The Price family also faced an enemy this enemy was a disease that was passed around by mosquitoes. Malaria is a tropical disease spread by mosquitoes that is nonexistent in wealthy nations but strikes hundreds of millions of people a year in developing nations killing over a million each year. The disease is caused by sporozoan parasites that are transmitted through the bite of an infected Anopheles mosquito; marked by paroxysms of chills and fever. ‘This morning I pulled back the mosquito netting that’s tucked in tight around our beds because mosquitoes here give you malaria, a disease that runs in your blood which nearly everyone has anyway but they don’t go to the doctor for it because there are worse things like sleeping sickness or the kakakaka or that someone has put a kibáazu on them, and anyway there’s really no doctor nor money to pay one, so people just hope for the good luck of getting old.” They believed that the disease causes fatal cases of diarrhea, but that wasn’t the case there were more side effects. The village is struck with a fatal digestive bug called kakaka and Orleanna, in her terror for her children’s safety, institutes a new rule that requires her daughters to spend all afternoon in bed, away from their infectious neighbors.,Malaria was affecting the Price kids due to the lack of wealth the country has, they rely on mosquito nets to protect them from getting bitten which doesn’t do much. However Leah comes down with a mild case of malaria, she begins to have exotic dreams that leave her “wide awake below the waist.” Leah wasn’t the only Price kid who feeling ill. As Ruth May become sicker they decided to move her bed into the main room so her mother could keep an eye on her. What they soon became to realize is that Ruth was never taking pills and what made her sick was Malaria. If ‘malaria’ isn’t an African word for ‘death,’ it should be. Ninety-one percent of deaths from malaria are in Africa, accounting for almost 600,000 deaths, 86% of them in children.
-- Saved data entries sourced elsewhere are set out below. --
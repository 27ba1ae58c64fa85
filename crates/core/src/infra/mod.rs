pub mod cancel;
pub mod chunker;
pub mod glossary;
pub mod metrics;
pub mod pricing;
pub mod prompt;
pub mod provider;
pub mod storage;
pub mod word_count;
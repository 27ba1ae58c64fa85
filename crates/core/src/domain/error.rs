use serde::Serialize;

/// アプリケーション共通エラーコード
#[derive(Debug, Clone, Copy, PartialEq, Eq, Serialize)]
pub enum ErrorCode {
    #[serde(rename = "E_API_KEY")]
    ApiKeyMissing,
    #[serde(rename = "E_HTTP")]
    Http,
    #[serde(rename = "E_MALFORMED")]
    MalformedResponse,
    #[serde(rename = "E_CANCELLED")]
    Cancelled,
    #[serde(rename = "E_CHUNKING")]
    Chunking,
    #[serde(rename = "E_SUMMARY")]
    Summary,
    #[serde(rename = "E_INVALID_STATE")]
    InvalidState,
    #[serde(rename = "E_STORAGE")]
    Storage,
    #[serde(rename = "E_INTERNAL")]
    Internal,
}

/// アプリケーションエラー（イベントペイロード兼用）
#[derive(Debug, Clone, Serialize)]
pub struct AppError {
    pub code: ErrorCode,
    pub message: String,
    pub recoverable: bool,
}

impl AppError {
    pub fn invalid_state(msg: impl Into<String>) -> Self {
        Self {
            code: ErrorCode::InvalidState,
            message: msg.into(),
            recoverable: true,
        }
    }

    pub fn internal(msg: impl Into<String>) -> Self {
        Self {
            code: ErrorCode::Internal,
            message: msg.into(),
            recoverable: false,
        }
    }

    pub fn storage(msg: impl Into<String>) -> Self {
        Self {
            code: ErrorCode::Storage,
            message: msg.into(),
            recoverable: false,
        }
    }

    pub fn summary(msg: impl Into<String>) -> Self {
        Self {
            code: ErrorCode::Summary,
            message: msg.into(),
            recoverable: true,
        }
    }
}

impl std::fmt::Display for AppError {
    fn fmt(&self, f: &mut std::fmt::Formatter<'_>) -> std::fmt::Result {
        write!(f, "[{:?}] {}", self.code, self.message)
    }
}

impl std::error::Error for AppError {}

/// 翻訳リクエスト・チャンク分割で発生するエラー
#[derive(Debug, Clone, PartialEq, thiserror::Error)]
pub enum TranslateError {
    #[error("Chunking failed: {0}")]
    ChunkingSetup(String),
    #[error("{provider} API key is not set. Please check the API key configuration.")]
    ApiKeyMissing { provider: String },
    #[error("Error from {provider} API: {status} - {message}")]
    Http {
        provider: String,
        status: u16,
        message: String,
    },
    #[error("Invalid API response format from {provider}: {detail}")]
    MalformedResponse { provider: String, detail: String },
    #[error("Translation cancelled")]
    Cancelled,
    #[error("Unsupported model selected: {0}")]
    UnsupportedModel(String),
    #[error("Request to {provider} failed: {detail}")]
    Transport { provider: String, detail: String },
}

impl TranslateError {
    pub fn is_cancelled(&self) -> bool {
        matches!(self, Self::Cancelled)
    }

    /// チャンク単位で続行/中止を選べるエラーか
    pub fn is_recoverable(&self) -> bool {
        !matches!(self, Self::Cancelled | Self::ChunkingSetup(_))
    }

    pub fn code(&self) -> ErrorCode {
        match self {
            Self::ChunkingSetup(_) => ErrorCode::Chunking,
            Self::ApiKeyMissing { .. } => ErrorCode::ApiKeyMissing,
            Self::Http { .. } | Self::Transport { .. } => ErrorCode::Http,
            Self::MalformedResponse { .. } => ErrorCode::MalformedResponse,
            Self::Cancelled => ErrorCode::Cancelled,
            Self::UnsupportedModel(_) => ErrorCode::InvalidState,
        }
    }
}

impl From<&TranslateError> for AppError {
    fn from(err: &TranslateError) -> Self {
        Self {
            code: err.code(),
            message: err.to_string(),
            recoverable: err.is_recoverable(),
        }
    }
}

/// バッチ実行の開始自体を拒否する理由
#[derive(Debug, Clone, PartialEq, Eq, thiserror::Error)]
pub enum BatchError {
    #[error("A translation run is already in progress")]
    AlreadyRunning,
    #[error("Please enter text to translate")]
    EmptyInput,
}
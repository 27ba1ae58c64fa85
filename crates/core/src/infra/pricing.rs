use serde::Serialize;

/// 100万トークンあたりの価格（USD）
#[derive(Debug, Clone, Copy, PartialEq, Serialize)]
pub struct ModelPricing {
    pub model: &'static str,
    pub input_per_million: f64,
    pub output_per_million: f64,
    /// コンテキスト長の表示値
    pub context: &'static str,
}

const fn price(
    model: &'static str,
    input_per_million: f64,
    output_per_million: f64,
    context: &'static str,
) -> ModelPricing {
    ModelPricing {
        model,
        input_per_million,
        output_per_million,
        context,
    }
}

pub static MODEL_PRICING: [ModelPricing; 9] = [
    price("grok-3", 3.00, 15.00, "131k"),
    price("grok-3-latest", 3.00, 15.00, "131k"),
    price("grok-3-fast", 5.00, 25.00, "131k"),
    price("grok-3-fast-latest", 5.00, 25.00, "131k"),
    price("grok-3-mini", 0.30, 0.50, "131k"),
    price("grok-3-mini-latest", 0.30, 0.50, "131k"),
    price("grok-3-mini-fast", 0.60, 4.00, "131k"),
    price("grok-3-mini-fast-latest", 0.60, 4.00, "131k"),
    // キャッシュミス時の標準価格
    price("deepseek-chat", 0.27, 1.10, "64k"),
];

pub fn pricing_for(model: &str) -> Option<&'static ModelPricing> {
    MODEL_PRICING.iter().find(|p| p.model == model.trim())
}

/// 費用見積もり
#[derive(Debug, Clone, Copy, PartialEq, Serialize)]
pub struct CostEstimate {
    pub input_tokens: usize,
    pub output_tokens: usize,
    pub input_cost: f64,
    pub output_cost: f64,
    pub total_cost: f64,
}

/// 価格表にないモデルは None
pub fn estimate_cost(model: &str, input_tokens: usize, output_tokens: usize) -> Option<CostEstimate> {
    let pricing = pricing_for(model)?;
    let input_cost = input_tokens as f64 / 1_000_000.0 * pricing.input_per_million;
    let output_cost = output_tokens as f64 / 1_000_000.0 * pricing.output_per_million;
    Some(CostEstimate {
        input_tokens,
        output_tokens,
        input_cost,
        output_cost,
        total_cost: input_cost + output_cost,
    })
}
This overview of The Poisonwood Bible significantly concludes that the Congolese people were misheard and ultimately mistreated to the point where they begged for independence amongst themselves. The insight on both character and conflict analytically helps readers begin to realize how crucial and unsustainable it was for the Congolese people in Kilanga to live free from all disruption. So, therefore, I do not believe that America is an exceptional country. To be an exceptional country we must be unique compared to other nations. The missionaries visited a different country, they were a guest in Kilanga who treated the people of Kilanga poorly. They committed an act of racism, sexism, disrespected their culture and religious beliefs.

Works Cited

  • Byers, Thomas B. ‘A City Upon a Hill: American Literature and the Ideology of Exceptionalism.’ Arnevican Studies in Scandinavia, Vol. 29, 1997, University of Louisville, Year, pp. 1-33.
  • Kingsolver, Barbara. The Poisonwood Bible: A Novel. New York : HarperPerennial, 1999, c1998. Print.